RM: This takes us far afield, and I will try to keep this answer short, and restrict my answer to the presidential race. Here gerrymandering is not a factor. Wholesale voter suppression, on the other hand, is a problem in several states, many of which could be decided by thin margins in 2016. Democrats have not done nearly enough to protect and expand voting rights and actual participation. They have grown accustomed to a world where just over 50 percent of the voting age population votes in presidential years, 35 percent in off-year congressional elections, and turnout usually runs 15-30 percent in other non-November elections. And the major donors to the Democratic Party seem comfortable with that as well. They are not clamoring to expand voter participation.
What we know is that voting skews heavily to older, whiter and wealthier segments of the population. This makes the electorate far more Republican than it would be otherwise. In 2010 and 2014 Republicans won massive landslides in the off-year Congressional elections after getting walloped in 2008 and 2012. But in neither 2010 or 2014 did Democrats switch en masse to Republicans. Instead younger and blacker and browner and poorer Democrats simply did not vote. Republicans get this and that is why they know voter suppression is job one.

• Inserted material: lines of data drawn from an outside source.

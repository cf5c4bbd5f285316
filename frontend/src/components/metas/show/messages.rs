use common::model::column::Column;
use common::model::operation::Operation;
use common::requests::UpdateColumnsRequest;

pub enum Msg {
    /// A row editor reported the full replacement for its column.
    UpdateColumn(usize, Column),
    /// The operation form changed.
    UpdateOperation(Operation),
    /// The stored operation arrived from the backend.
    SetOperation(Operation),
    Save,
    /// The backend accepted the carried submission.
    SaveSucceeded(UpdateColumnsRequest),
    SaveFailed(String),
}
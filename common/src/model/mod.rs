pub mod column;
pub mod meta;
pub mod operation;
pub mod samples;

As it is right now, the Republicans are looking at states like Texas and Arizona and realizing that if people of color voted at the same rate as whites, especially middle-class and above whites, those states would become purple and very soon would be as blue as California. In short, if the USA had a turnout rate of 65-70 percent of voting-age adults--which would still be below average for the world's major democracies--the existing Republican Party would never win a national election again and would quickly become a fringe party once the effects of gerrymandering ended after the 2020 census. The party would have to change its positions or it would likely collapse and be replaced.

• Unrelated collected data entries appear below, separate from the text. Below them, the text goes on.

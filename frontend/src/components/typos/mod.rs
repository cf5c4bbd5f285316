use yew::virtual_dom::AttrValue;
use yew::{html, Component, Context, Html, Properties};

#[derive(Properties, PartialEq)]
pub struct PageTitleProps {
    pub text: AttrValue,
}

pub struct PageTitle;

impl Component for PageTitle {
    type Message = ();
    type Properties = PageTitleProps;

    fn create(_ctx: &Context<Self>) -> Self {
        PageTitle
    }

    fn view(&self, ctx: &Context<Self>) -> Html {
        html! {
            <h2 class="page-title" style="margin: 24px 0 16px; font-weight: 500;">
                { ctx.props().text.clone() }
            </h2>
        }
    }
}

#[derive(Properties, PartialEq)]
pub struct SubTitleProps {
    pub text: AttrValue,
    #[prop_or_default]
    pub small_text: Option<AttrValue>,
}

/// Section heading with an optional grey explanation next to it.
pub struct SubTitle;

impl Component for SubTitle {
    type Message = ();
    type Properties = SubTitleProps;

    fn create(_ctx: &Context<Self>) -> Self {
        SubTitle
    }

    fn view(&self, ctx: &Context<Self>) -> Html {
        let props = ctx.props();
        html! {
            <div class="sub-title" style="text-align: left; margin-bottom: 8px;">
                <span style="font-size: 1.1rem; font-weight: 500;">{ props.text.clone() }</span>
                {
                    if let Some(small) = &props.small_text {
                        html! { <small style="margin-left: 8px; color: #777;">{ small.clone() }</small> }
                    } else {
                        html! {}
                    }
                }
            </div>
        }
    }
}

The Democrats have shown little enthusiasm for expanding voter participation as well. In 1984, the Mondale campaign was trailing Reagan badly and commissioned a study to see if there was anything that could be done to make it possible for Mondale to win. The report concluded that the only way Mondale could win would be by raising the voter turnout from 50 percent to 60 percent, and having the new voters come for poor and working-class backgrounds. The problem was that the only way to get such people to vote would be to change the party platform and put an emphasis on redistribution and policies which served the poor. The party considered the report and the recommendations and elected to do nothing. It preferred to take its changes with the existing electorate rather than change the party to expand the voting base. A significant factor, as I recall, was the concern that changing the direction of the party in 1984 would alarm and disturb the party's major funders.

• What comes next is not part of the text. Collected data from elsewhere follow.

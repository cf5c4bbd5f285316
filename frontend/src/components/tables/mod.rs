use yew::virtual_dom::AttrValue;
use yew::{html, Component, Context, Html, Properties};

#[derive(Properties, PartialEq)]
pub struct BorderedTableProps {
    pub headers: Vec<AttrValue>,
    pub rows: Vec<Vec<AttrValue>>,
    /// Shown in a single spanning cell when `rows` is empty.
    #[prop_or(AttrValue::from("Sin datos"))]
    pub empty_text: AttrValue,
}

/// Compact read-only table with borders on every cell.
pub struct BorderedTable;

const CELL_STYLE: &str = "border: 1px solid #ddd; padding: 6px 12px; text-align: left; font-size: 0.875rem;";

impl Component for BorderedTable {
    type Message = ();
    type Properties = BorderedTableProps;

    fn create(_ctx: &Context<Self>) -> Self {
        BorderedTable
    }

    fn view(&self, ctx: &Context<Self>) -> Html {
        let props = ctx.props();
        let body = if props.rows.is_empty() {
            html! {
                <tr>
                    <td style={CELL_STYLE} colspan={props.headers.len().max(1).to_string()}>
                        { props.empty_text.clone() }
                    </td>
                </tr>
            }
        } else {
            props
                .rows
                .iter()
                .map(|row| {
                    html! {
                        <tr>
                            { for row.iter().map(|cell| html! { <td style={CELL_STYLE}>{ cell.clone() }</td> }) }
                        </tr>
                    }
                })
                .collect::<Html>()
        };

        html! {
            <div class="paper" style="overflow-x: auto; background: #fff; box-shadow: 0 1px 3px rgba(0,0,0,0.12);">
                <table style="border-collapse: collapse; width: 100%;">
                    <thead>
                        <tr>
                            { for props.headers.iter().map(|h| html! {
                                <th style={format!("{} background: #f5f5f5;", CELL_STYLE)}>{ h.clone() }</th>
                            }) }
                        </tr>
                    </thead>
                    <tbody>{ body }</tbody>
                </table>
            </div>
        }
    }
}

These are points of emphasis for Bernie Sanders, who argues that he can bring all sorts of new people into the political process because his program has great appeal to people who would otherwise not vote. Looking at the extraordinary levels of support he is getting from people under the age of 30--people who barely vote any longer--there seems to be merit in his approach.
To circle back to your point of departure, these new young voters are going to be critical for Democrats in 2016. It is why Hillary and Debbie Wasserman Schultz need to be very careful about antagonizing Bernie's followers by perceived rigging of the game; they cannot take these votes for granted, and the usual political bickering that dominates campaigns is a massive turn-off to these new voters. The sort of zingers that win applause inside the beltway and on cable TV news fall flat on their face with young and working-class voters.